Abstract
Based on the guidelines issued by the European Securities and Market Authority and by the European Banking Authority, the article deals with the legal qualification of blockchain-based crypto-assets under EU law. Focusing on crypto-assets that function as a) investment instruments (that is, investment tokens) and as b) electronic money (that is, payment tokens), the work outlines shortages and drawbacks in the applicability and enforcement of existing EU legal frameworks regulating investment activities and payment services.

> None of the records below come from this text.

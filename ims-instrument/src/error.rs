use crate::security::{IdentifierKind, SecurityId};
use serde::{Deserialize, Serialize};
use thiserror::Error;

/// Errors raised by the Reference Store (§4.3).
#[derive(Debug, Clone, Eq, PartialEq, Deserialize, Serialize, Error)]
pub enum ReferenceError {
    #[error("security {0} is not present in the reference store")]
    SecurityNotFound(SecurityId),

    #[error("no security found for external identifier {kind:?}:{value}")]
    IdentifierNotFound { kind: IdentifierKind, value: String },

    #[error(
        "identifier {kind:?}:{value} is claimed by sources {} and {incoming_source}, neither resolvable by priority",
        existing_sources.join(", ")
    )]
    IdentifierConflict {
        kind: IdentifierKind,
        value: String,
        existing_sources: Vec<String>,
        incoming_source: String,
    },

    #[error("basket security {0} must declare at least one constituent")]
    EmptyBasket(SecurityId),

    #[error("adding constituent {constituent} to basket {basket} would create a cycle")]
    ConstituentCycle {
        basket: SecurityId,
        constituent: SecurityId,
    },

    #[error("counterparty {0} is not present in the reference store")]
    CounterpartyNotFound(u64),

    #[error("aggregation unit {0} is not present in the reference store")]
    AggregationUnitNotFound(u64),
}

impl ReferenceError {
    /// Whether this error represents a data conflict (§7 Conflict error class) rather than a
    /// plain not-found/validation failure.
    pub fn is_conflict(&self) -> bool {
        matches!(
            self,
            ReferenceError::IdentifierConflict { .. } | ReferenceError::ConstituentCycle { .. }
        )
    }
}
use thiserror::Error;

/// Why a subscription to a [`crate::channel::Publisher`] ended (§4.10).
#[derive(Debug, Clone, Copy, Eq, PartialEq, Error)]
pub enum PublisherError {
    /// The subscriber fell far enough behind that the bounded buffer overwrote unread entries.
    /// The subscriber must resubscribe and reconcile from a fresh snapshot.
    #[error("subscriber lagged behind the publisher buffer by {skipped} entries")]
    Lagging { skipped: u64 },

    /// Every sender for this topic has been dropped; no further entries will arrive.
    #[error("publisher closed")]
    Closed,
}
use chrono::{DateTime, Utc};
use ims_instrument::{
    aggregation_unit::AggregationUnitId, counterparty::CounterpartyId, security::SecurityId,
};
use rust_decimal::Decimal;
use serde::{Deserialize, Serialize};
use smol_str::SmolStr;

/// A request to approve a locate for a short-sell order (§4.8).
#[derive(Debug, Clone, PartialEq, Deserialize, Serialize)]
pub struct LocateRequest {
    pub id: SmolStr,
    pub client: CounterpartyId,
    pub aggregation_unit: AggregationUnitId,
    pub security: SecurityId,
    pub market: SmolStr,
    pub quantity: Decimal,
    pub requested_at: DateTime<Utc>,
}

/// Outcome recorded against a [`LocateRequest`] (§4.8).
#[derive(Debug, Clone, PartialEq, Deserialize, Serialize)]
pub enum LocateOutcome {
    Approved {
        quantity: Decimal,
        expires_at: DateTime<Utc>,
    },
    PartiallyApproved {
        approved_quantity: Decimal,
        expires_at: DateTime<Utc>,
    },
    Queued,
    Rejected {
        reason: String,
    },
}

/// One append-only entry in the Locate Workflow's decision log (§4.8: "all outcomes are appended
/// to the decision log, append-only, monotonic sequence per queue").
#[derive(Debug, Clone, PartialEq, Deserialize, Serialize)]
pub struct LocateDecision {
    pub sequence: u64,
    pub request_id: SmolStr,
    pub outcome: LocateOutcome,
    pub decided_at: DateTime<Utc>,
}

/// The order quantity a short-sell submission asks to execute against short-sell-available
/// (§4.9).
#[derive(Debug, Clone, PartialEq, Deserialize, Serialize)]
pub struct ShortSellOrder {
    pub id: SmolStr,
    pub client: CounterpartyId,
    pub aggregation_unit: AggregationUnitId,
    pub security: SecurityId,
    pub executable_quantity: Decimal,
}

/// The stable reason codes a Short-Sell Gate rejection carries (§7).
#[derive(Debug, Clone, Copy, Eq, PartialEq, Deserialize, Serialize)]
pub enum RejectReason {
    InsufficientAvailability,
    ClientLimit,
    RuleBlocked,
    Timeout,
    InvalidOrder,
}

/// The synchronous result of [`crate::short_sell::ShortSellGate::validate`] (§4.9).
#[derive(Debug, Clone, PartialEq, Deserialize, Serialize)]
pub enum ShortSellVerdict {
    Accepted,
    Rejected { reason: RejectReason },
}

/// One append-only entry in the Short-Sell Gate's decision log (§4.9: "append a ShortSellDecision
/// record asynchronously; return the decision synchronously").
#[derive(Debug, Clone, PartialEq, Deserialize, Serialize)]
pub struct ShortSellDecision {
    pub sequence: u64,
    pub order_id: SmolStr,
    pub verdict: ShortSellVerdict,
    pub latency_ms: u64,
    pub decided_at: DateTime<Utc>,
}
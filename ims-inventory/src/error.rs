use ims_rules::RuleError;
use thiserror::Error;

/// Errors raised by the Inventory Calculator (§4.5, §7).
#[derive(Debug, Error)]
pub enum InventoryError {
    #[error("rule evaluation failed while recomputing availability: {0}")]
    RuleEvaluation(#[from] RuleError),

    #[error("recomputed availability would violate an invariant: {reason}")]
    InvariantViolated { reason: String },

    #[error("recompute rejected a stale base version: supplied {supplied}, current {current}")]
    StaleVersion { supplied: u64, current: u64 },
}
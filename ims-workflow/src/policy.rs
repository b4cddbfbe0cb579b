use ims_instrument::counterparty::CounterpartyKind;
use rust_decimal::Decimal;
use smol_str::SmolStr;
use std::collections::HashMap;

/// Decides whether a locate is auto-approvable for `(market, client kind)` (§4.8: "auto-approve
/// permitted for (market, client-type, requested ≤ cap)"), and whether a partial approval is
/// allowed when full quantity is unavailable.
pub trait LocatePolicy: Send + Sync {
    fn auto_approval_cap(&self, market: &str, client_kind: CounterpartyKind) -> Option<Decimal>;

    fn allows_partial_approval(&self, market: &str, client_kind: CounterpartyKind) -> bool;
}

/// A static table-driven [`LocatePolicy`] keyed by `(market, client kind)`.
#[derive(Debug, Default)]
pub struct TablePolicy {
    caps: HashMap<(SmolStr, CounterpartyKind), Decimal>,
    partial_allowed: HashMap<(SmolStr, CounterpartyKind), bool>,
}

impl TablePolicy {
    pub fn new() -> Self {
        Self::default()
    }

    pub fn with_cap(mut self, market: impl Into<SmolStr>, kind: CounterpartyKind, cap: Decimal) -> Self {
        self.caps.insert((market.into(), kind), cap);
        self
    }

    pub fn with_partial_approval(mut self, market: impl Into<SmolStr>, kind: CounterpartyKind, allowed: bool) -> Self {
        self.partial_allowed.insert((market.into(), kind), allowed);
        self
    }
}

impl LocatePolicy for TablePolicy {
    fn auto_approval_cap(&self, market: &str, client_kind: CounterpartyKind) -> Option<Decimal> {
        self.caps.get(&(SmolStr::new(market), client_kind)).copied()
    }

    fn allows_partial_approval(&self, market: &str, client_kind: CounterpartyKind) -> bool {
        self.partial_allowed
            .get(&(SmolStr::new(market), client_kind))
            .copied()
            .unwrap_or(false)
    }
}
use crate::{
    condition::{EvaluationContext, LeafTrace},
    error::RuleError,
    model::{CalculationType, Rule, RuleId, RuleStatus},
};
use chrono::Utc;
use ims_macro::ComponentName;
use ims_metrics::{HealthCheck, HealthStatus};
use parking_lot::Mutex;
use std::collections::HashMap;

/// The result of `Rule.Test` (§4.6, §6): whether the rule's criteria/conditions matched, plus the
/// per-leaf trace that produced the verdict.
#[derive(Debug, Clone)]
pub struct RuleTrace {
    pub included: bool,
    pub excluded: bool,
    pub condition_matched: bool,
    pub leaves: Vec<LeafTrace>,
}

/// Every version ever created for a [`RuleId`], newest last. Publishing moves the newest `Draft`
/// to `Active` and, if an older version was `Active`, closes its [`crate::model::EffectiveWindow`]
/// and marks it `Superseded` — version history is never rewritten, only appended to.
struct Lineage {
    versions: Vec<Rule>,
}

impl Lineage {
    fn latest_version(&self) -> u32 {
        self.versions.last().map(|rule| rule.version).unwrap_or(0)
    }

    fn version(&self, version: u32) -> Option<&Rule> {
        self.versions.iter().find(|rule| rule.version == version)
    }

    fn version_mut(&mut self, version: u32) -> Option<&mut Rule> {
        self.versions.iter_mut().find(|rule| rule.version == version)
    }
}

struct State {
    lineages: HashMap<RuleId, Lineage>,
}

/// The Rule Engine (§4.6): versioned rule storage with an explicit lineage per [`RuleId`], plus
/// selection of the active rule set for a `(market, calculation_type)` pair (§4.5 step 1).
///
/// Read-mostly: per §5, this cache is swapped on version change rather than guarded with reader
/// locks in the steady state; the single [`Mutex`] here only ever serializes the (rare)
/// create/edit/publish/revert write path, never ordinary lookups, which is why
/// [`RuleEngine::select_active`] takes a read lock only long enough to clone the matching rules.
#[derive(ComponentName)]
pub struct RuleEngine {
    state: Mutex<State>,
}

impl HealthCheck for RuleEngine {
    fn component_name(&self) -> &str {
        Self::COMPONENT_NAME
    }

    fn check(&self) -> HealthStatus {
        HealthStatus::Healthy
    }
}

impl RuleEngine {
    pub fn new() -> Self {
        Self {
            state: Mutex::new(State {
                lineages: HashMap::new(),
            }),
        }
    }

    /// Creates a brand-new rule lineage at version 1, status `Draft`.
    pub async fn create(&self, mut draft: Rule) -> Rule {
        draft.version = 1;
        draft.status = RuleStatus::Draft;
        draft.created_at = Utc::now();
        draft.updated_at = Utc::now();

        let mut state = self.state.lock();
        state.lineages.insert(
            draft.id.clone(),
            Lineage {
                versions: vec![draft.clone()],
            },
        );
        draft
    }

    /// Appends a new draft version on top of `base_version`, rejecting the edit if a newer
    /// version has since been created (optimistic concurrency over the lineage).
    pub async fn edit(&self, mut draft: Rule, base_version: u32) -> Result<Rule, RuleError> {
        let mut state = self.state.lock();
        let lineage = state
            .lineages
            .get_mut(&draft.id)
            .ok_or_else(|| RuleError::VersionNotFound {
                id: draft.id.clone(),
                version: base_version,
            })?;

        let current_version = lineage.latest_version();
        if current_version != base_version {
            return Err(RuleError::StaleBaseVersion {
                id: draft.id.clone(),
                base_version,
                current_version,
            });
        }

        draft.version = current_version + 1;
        draft.status = RuleStatus::Draft;
        draft.updated_at = Utc::now();
        lineage.versions.push(draft.clone());
        Ok(draft)
    }

    /// Publishes the newest draft version, enforcing §4.6's invariant: at most one active version
    /// per `(calculation_type, market, rule_name)` at any wall-clock time. Any currently-active
    /// version of the same lineage is superseded; a conflicting active version belonging to a
    /// *different* lineage is rejected rather than silently shadowed.
    pub async fn publish(&self, id: &RuleId) -> Result<Rule, RuleError> {
        let mut state = self.state.lock();

        let (market, calculation_type, rule_name, window, draft_version) = {
            let lineage = state.lineages.get(id).ok_or_else(|| RuleError::NoDraft { id: id.clone() })?;
            let draft = lineage
                .versions
                .iter()
                .rev()
                .find(|rule| rule.status == RuleStatus::Draft)
                .ok_or_else(|| RuleError::NoDraft { id: id.clone() })?;
            (
                draft.market.clone(),
                draft.calculation_type,
                draft.rule_name.clone(),
                draft.effective_window,
                draft.version,
            )
        };

        for (other_id, lineage) in state.lineages.iter() {
            if other_id == id {
                continue;
            }
            for rule in &lineage.versions {
                if rule.status == RuleStatus::Active
                    && rule.market == market
                    && rule.calculation_type == calculation_type
                    && rule.rule_name == rule_name
                    && rule.effective_window.overlaps(&window)
                {
                    return Err(RuleError::ActiveWindowConflict {
                        id: id.clone(),
                        version: draft_version,
                        market,
                        calculation_type,
                        rule_name,
                    });
                }
            }
        }

        let lineage = state.lineages.get_mut(id).expect("checked above");
        for rule in lineage.versions.iter_mut() {
            if rule.status == RuleStatus::Active {
                rule.status = RuleStatus::Superseded;
                rule.updated_at = Utc::now();
            }
        }
        let published = lineage
            .version_mut(draft_version)
            .expect("draft version located above");
        published.status = RuleStatus::Active;
        published.updated_at = Utc::now();
        Ok(published.clone())
    }

    /// Evaluates `rule` against `sample` without persisting anything, returning a trace suitable
    /// for an operator reviewing a draft before publishing.
    pub fn test(&self, rule: &Rule, sample: &EvaluationContext) -> Result<RuleTrace, RuleError> {
        let mut leaves = Vec::new();

        let mut included = rule.criteria.include.is_empty();
        for condition in &rule.criteria.include {
            included |= condition.evaluate_traced(sample, &mut leaves)?;
        }

        let mut excluded = false;
        for condition in &rule.criteria.exclude {
            excluded |= condition.evaluate_traced(sample, &mut leaves)?;
        }

        let condition_matched = rule.conditions.evaluate_traced(sample, &mut leaves)?;

        Ok(RuleTrace {
            included,
            excluded,
            condition_matched,
            leaves,
        })
    }

    /// Reverts a lineage to an earlier version by republishing its body as a brand-new version —
    /// history is append-only, so reverting never deletes the version being reverted away from
    /// (§4.6: "reversion produces a new version").
    pub async fn revert_to(&self, id: &RuleId, version: u32) -> Result<Rule, RuleError> {
        let restored_body = {
            let state = self.state.lock();
            let lineage = state.lineages.get(id).ok_or_else(|| RuleError::VersionNotFound {
                id: id.clone(),
                version,
            })?;
            lineage
                .version(version)
                .ok_or_else(|| RuleError::VersionNotFound {
                    id: id.clone(),
                    version,
                })?
                .clone()
        };

        let current_version = {
            let state = self.state.lock();
            state.lineages[id].latest_version()
        };

        let mut new_draft = restored_body;
        let draft = self.edit(new_draft.clone(), current_version).await?;
        new_draft = draft;
        self.publish(&new_draft.id).await
    }

    /// Selects the active rules for `(market, calculation_type)`, ordered by `(priority desc,
    /// version desc, rule-id lexicographic)` per §4.5 step 1.
    pub async fn select_active(&self, market: &str, calculation_type: CalculationType) -> Vec<Rule> {
        let state = self.state.lock();
        let mut selected: Vec<Rule> = state
            .lineages
            .values()
            .flat_map(|lineage| lineage.versions.iter())
            .filter(|rule| {
                rule.status == RuleStatus::Active
                    && rule.market == market
                    && rule.calculation_type == calculation_type
            })
            .cloned()
            .collect();

        selected.sort_by(|a, b| {
            b.priority
                .cmp(&a.priority)
                .then_with(|| b.version.cmp(&a.version))
                .then_with(|| a.id.0.cmp(&b.id.0))
        });
        selected
    }
}

impl Default for RuleEngine {
    fn default() -> Self {
        Self::new()
    }
}

#[cfg(test)]
mod tests {
    use super::*;
    use crate::condition::{AttributeValue, ConditionNode, Operator};
    use crate::model::{Action, Criteria, EffectiveWindow};
    use chrono::Utc;

    fn draft(id: &str, market: &str, priority: i32) -> Rule {
        Rule {
            id: RuleId::new(id),
            version: 0,
            rule_name: "default".into(),
            market: market.into(),
            calculation_type: CalculationType::Available,
            priority,
            effective_window: EffectiveWindow::new(Utc::now(), None),
            criteria: Criteria::default(),
            conditions: ConditionNode::And(vec![]),
            actions: vec![Action::IncludeInCalculation],
            status: RuleStatus::Draft,
            created_at: Utc::now(),
            updated_at: Utc::now(),
        }
    }

    #[tokio::test]
    async fn publish_then_higher_priority_rule_wins_selection() {
        let engine = RuleEngine::new();
        let a = engine.create(draft("A", "XLON", 100)).await;
        engine.publish(&a.id).await.unwrap();

        let b = engine.create(draft("B", "XLON", 200)).await;
        engine.publish(&b.id).await.unwrap();

        let selected = engine.select_active("XLON", CalculationType::Available).await;
        assert_eq!(selected[0].id, RuleId::new("B"));
        assert_eq!(selected[1].id, RuleId::new("A"));
    }

    #[tokio::test]
    async fn revert_to_restores_prior_behaviour_as_a_new_version() {
        let engine = RuleEngine::new();
        let a = engine.create(draft("A", "XLON", 100)).await;
        engine.publish(&a.id).await.unwrap();

        let mut edited = a.clone();
        edited.priority = 999;
        let edited = engine.edit(edited, 1).await.unwrap();
        engine.publish(&edited.id).await.unwrap();

        let reverted = engine.revert_to(&a.id, 1).await.unwrap();
        assert_eq!(reverted.priority, 100);
        assert_eq!(reverted.version, 3);
    }

    #[tokio::test]
    async fn test_reports_a_per_leaf_trace_without_persisting_anything() {
        let engine = RuleEngine::new();
        let mut rule = draft("A", "XLON", 100);
        rule.conditions = ConditionNode::Leaf {
            attribute: "market".into(),
            operator: Operator::Equals,
            value: AttributeValue::Text("XLON".into()),
        };

        let sample = EvaluationContext::new().with("market", AttributeValue::Text("XLON".into()));
        let trace = engine.test(&rule, &sample).unwrap();
        assert!(trace.condition_matched);
        assert_eq!(trace.leaves.len(), 1);
    }

    #[tokio::test]
    async fn edit_against_a_stale_base_version_is_rejected() {
        let engine = RuleEngine::new();
        let a = engine.create(draft("A", "XLON", 100)).await;
        engine.edit(a.clone(), 1).await.unwrap();

        let err = engine.edit(a, 1).await.unwrap_err();
        assert!(matches!(err, RuleError::StaleBaseVersion { .. }));
    }
}
use serde::{Deserialize, Serialize};
use smol_str::SmolStr;
use std::fmt::{Display, Formatter};

/// New type representing a unique `String` identifier for a logical Event Bus topic.
///
/// eg/ `Topic::from("reference-data")`, `Topic::from("inventory-deltas")`.
#[derive(Debug, Clone, Eq, PartialEq, Ord, PartialOrd, Hash, Deserialize, Serialize)]
pub struct Topic(pub SmolStr);

impl Display for Topic {
    fn fmt(&self, f: &mut Formatter<'_>) -> std::fmt::Result {
        write!(f, "{}", self.0)
    }
}

impl AsRef<str> for Topic {
    fn as_ref(&self) -> &str {
        &self.0
    }
}

impl<S> From<S> for Topic
where
    S: Into<SmolStr>,
{
    fn from(input: S) -> Self {
        Self(input.into())
    }
}

/// Consumer group identifier used for offset checkpointing (`Bus::commit`) and partition
/// assignment bookkeeping.
#[derive(Debug, Clone, Eq, PartialEq, Ord, PartialOrd, Hash, Deserialize, Serialize)]
pub struct ConsumerGroup(pub SmolStr);

impl Display for ConsumerGroup {
    fn fmt(&self, f: &mut Formatter<'_>) -> std::fmt::Result {
        write!(f, "{}", self.0)
    }
}

impl<S> From<S> for ConsumerGroup
where
    S: Into<SmolStr>,
{
    fn from(input: S) -> Self {
        Self(input.into())
    }
}
use crate::error::RuleError;
use rust_decimal::Decimal;
use serde::{Deserialize, Serialize};
use smol_str::SmolStr;
use std::collections::HashMap;

/// The operator set conditions may apply to an attribute (§4.6).
#[derive(Debug, Copy, Clone, Eq, PartialEq, Deserialize, Serialize)]
#[serde(rename_all = "SCREAMING_SNAKE_CASE")]
pub enum Operator {
    Equals,
    NotEquals,
    Gt,
    Ge,
    Lt,
    Le,
    In,
    NotIn,
    StartsWith,
    Matches,
}

/// A value an attribute may hold or a condition may compare against.
#[derive(Debug, Clone, PartialEq, Deserialize, Serialize)]
#[serde(untagged)]
pub enum AttributeValue {
    Text(String),
    Number(Decimal),
    List(Vec<String>),
}

/// The fixed schema of evaluable attributes a condition is resolved against (§4.6): a snapshot of
/// the security/position/market facts relevant to one inventory calculation, assembled by the
/// Inventory Calculator before rule evaluation.
#[derive(Debug, Clone, Default)]
pub struct EvaluationContext {
    attributes: HashMap<SmolStr, AttributeValue>,
}

impl EvaluationContext {
    pub fn new() -> Self {
        Self::default()
    }

    pub fn with(mut self, attribute: impl Into<SmolStr>, value: AttributeValue) -> Self {
        self.attributes.insert(attribute.into(), value);
        self
    }

    pub fn get(&self, attribute: &str) -> Option<&AttributeValue> {
        self.attributes.get(attribute)
    }
}

/// An explicit AND/OR tree, resolving the Open Question left by a flat condition list with
/// ambiguous precedence (§9). Evaluation is exhaustive, not short-circuiting: every leaf is
/// visited and traced regardless of an earlier sibling's result, so `Rule.Test` always returns a
/// complete trace of the whole tree rather than stopping at the first deciding leaf.
#[derive(Debug, Clone, PartialEq, Deserialize, Serialize)]
pub enum ConditionNode {
    Leaf {
        attribute: SmolStr,
        operator: Operator,
        value: AttributeValue,
    },
    And(Vec<ConditionNode>),
    Or(Vec<ConditionNode>),
}

/// One evaluated leaf, recorded by [`ConditionNode::evaluate_traced`] so `Rule.Test` (§4.6,
/// §6) can return a human-readable trace instead of a bare boolean.
#[derive(Debug, Clone, PartialEq, Serialize)]
pub struct LeafTrace {
    pub attribute: SmolStr,
    pub operator: Operator,
    pub matched: bool,
}

impl ConditionNode {
    pub fn evaluate(&self, ctx: &EvaluationContext) -> Result<bool, RuleError> {
        let mut trace = Vec::new();
        self.evaluate_traced(ctx, &mut trace)
    }

    pub fn evaluate_traced(
        &self,
        ctx: &EvaluationContext,
        trace: &mut Vec<LeafTrace>,
    ) -> Result<bool, RuleError> {
        match self {
            ConditionNode::Leaf {
                attribute,
                operator,
                value,
            } => {
                let actual = ctx.get(attribute).ok_or_else(|| RuleError::UnknownAttribute {
                    attribute: attribute.clone(),
                })?;
                let matched = apply_operator(attribute, *operator, actual, value)?;
                trace.push(LeafTrace {
                    attribute: attribute.clone(),
                    operator: *operator,
                    matched,
                });
                Ok(matched)
            }
            ConditionNode::And(children) => {
                let mut result = true;
                for child in children {
                    result &= child.evaluate_traced(ctx, trace)?;
                }
                Ok(result)
            }
            ConditionNode::Or(children) => {
                let mut result = false;
                for child in children {
                    result |= child.evaluate_traced(ctx, trace)?;
                }
                Ok(result)
            }
        }
    }
}

fn apply_operator(
    attribute: &SmolStr,
    operator: Operator,
    actual: &AttributeValue,
    expected: &AttributeValue,
) -> Result<bool, RuleError> {
    use AttributeValue::*;
    use Operator::*;

    let type_error = || RuleError::TypeMismatch {
        attribute: attribute.clone(),
        operator: format!("{operator:?}"),
    };

    match operator {
        Equals => Ok(actual == expected),
        NotEquals => Ok(actual != expected),
        Gt | Ge | Lt | Le => {
            let (Number(a), Number(b)) = (actual, expected) else {
                return Err(type_error());
            };
            Ok(match operator {
                Gt => a > b,
                Ge => a >= b,
                Lt => a < b,
                Le => a <= b,
                _ => unreachable!(),
            })
        }
        In | NotIn => {
            let (Text(a), List(list)) = (actual, expected) else {
                return Err(type_error());
            };
            let contains = list.iter().any(|item| item == a);
            Ok(if operator == In { contains } else { !contains })
        }
        StartsWith => {
            let (Text(a), Text(prefix)) = (actual, expected) else {
                return Err(type_error());
            };
            Ok(a.starts_with(prefix.as_str()))
        }
        Matches => {
            let (Text(a), Text(pattern)) = (actual, expected) else {
                return Err(type_error());
            };
            Ok(glob_match(pattern, a))
        }
    }
}

/// Minimal `*`/`?` glob matcher for the `MATCHES` operator — no regex dependency needed for the
/// wildcard-only patterns this attribute schema supports.
fn glob_match(pattern: &str, text: &str) -> bool {
    fn inner(pattern: &[u8], text: &[u8]) -> bool {
        match (pattern.first(), text.first()) {
            (None, None) => true,
            (Some(b'*'), _) => {
                inner(&pattern[1..], text) || (!text.is_empty() && inner(pattern, &text[1..]))
            }
            (Some(b'?'), Some(_)) => inner(&pattern[1..], &text[1..]),
            (Some(p), Some(t)) if p == t => inner(&pattern[1..], &text[1..]),
            _ => false,
        }
    }
    inner(pattern.as_bytes(), text.as_bytes())
}
use crate::subscription::Topic;
use thiserror::Error;

/// All errors generated by the `ims-integration` Event Bus Adapter and its shared primitives.
///
/// Variants map onto the error taxonomy of spec §7: [`BusError::Unavailable`] is a
/// Dependency failure retried by callers with exponential backoff (jitter 10%, cap 30s, see
/// [`crate::bus::retry_backoff`]); [`BusError::Serialise`]/[`BusError::DeserialiseBinary`] are
/// fatal for the offending record and routed to a dead-letter topic alongside its original
/// headers rather than retried.
#[derive(Debug, Error)]
pub enum BusError {
    #[error("event bus unavailable: {0}")]
    Unavailable(String),

    #[error("serialising payload for topic '{topic}' failed: {error}")]
    Serialise {
        topic: Topic,
        error: serde_json::Error,
    },

    #[error("deserialising payload from topic '{topic}' failed: {error} for payload: {payload}")]
    Deserialise {
        topic: Topic,
        error: serde_json::Error,
        payload: String,
    },

    #[error("no committed offset found for topic '{topic}' group '{group}'")]
    OffsetNotFound { topic: Topic, group: String },

    #[error("consumer group '{group}' is not subscribed to topic '{topic}'")]
    NotSubscribed { topic: Topic, group: String },

    #[error("consumed unidentifiable message with key: {0}")]
    Unidentifiable(String),
}

impl BusError {
    /// Whether this error is retryable by the caller (§7 Dependency classification), as opposed
    /// to fatal for the individual record (§7 Validation/Fatal classification), which is instead
    /// routed to a dead-letter topic.
    pub fn is_retryable(&self) -> bool {
        matches!(self, BusError::Unavailable(_))
    }
}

With such analysis, the article seeks to inform the ongoing debate within European institutions on the need of regulatory intervention in this area, and it points out pressing questions to be tackled by further research.
Highlights
Blockchain technology, with its fundamental proposition of transparency and cryptographicallysecured systems of rights’ enforcement, has fuelled hyped attention across many areas, spanning from trade to copyright protection
The most widespread and disruptive innovation introduced by the technology remains so called cryptocurrencies and, more in general, the possibility to create units of value that circulate on a world-wide, peer-to-peer digital network
Rooted into open-source cultures, the raise of blockchain-based financial networks expresses a neo-libertarian response to the post-2008 crisis of trust in political and financial institutions.[1]
Summary
Blockchain technology, with its fundamental proposition of transparency and cryptographicallysecured systems of rights’ enforcement, has fuelled hyped attention across many areas, spanning from trade to copyright protection. To understand how to support the development of the industry while ensuring appropriate legal oversight, European as well as National Competent Authorities (NCAs) have opened public consultations and issued extensive reports on crypto-assets.[14] On one side, legislators are willing to encourage the ‘token economy’ as a positive ‘long-term trend’, avoiding burdensome regulation that could jeopardise the industry and displace the market for investments On the other, they recognise that legal safeguards and regulatory certainty must be in place, to guarantee investor protection and to ensure a sustainable development of businesses and of the whole ecosystem.[15]. To determine the legal treatment of a token, it is necessary to adopt a ‘substance over form approach’ that looks at its actual functions in specific circumstances and moments in time.[23]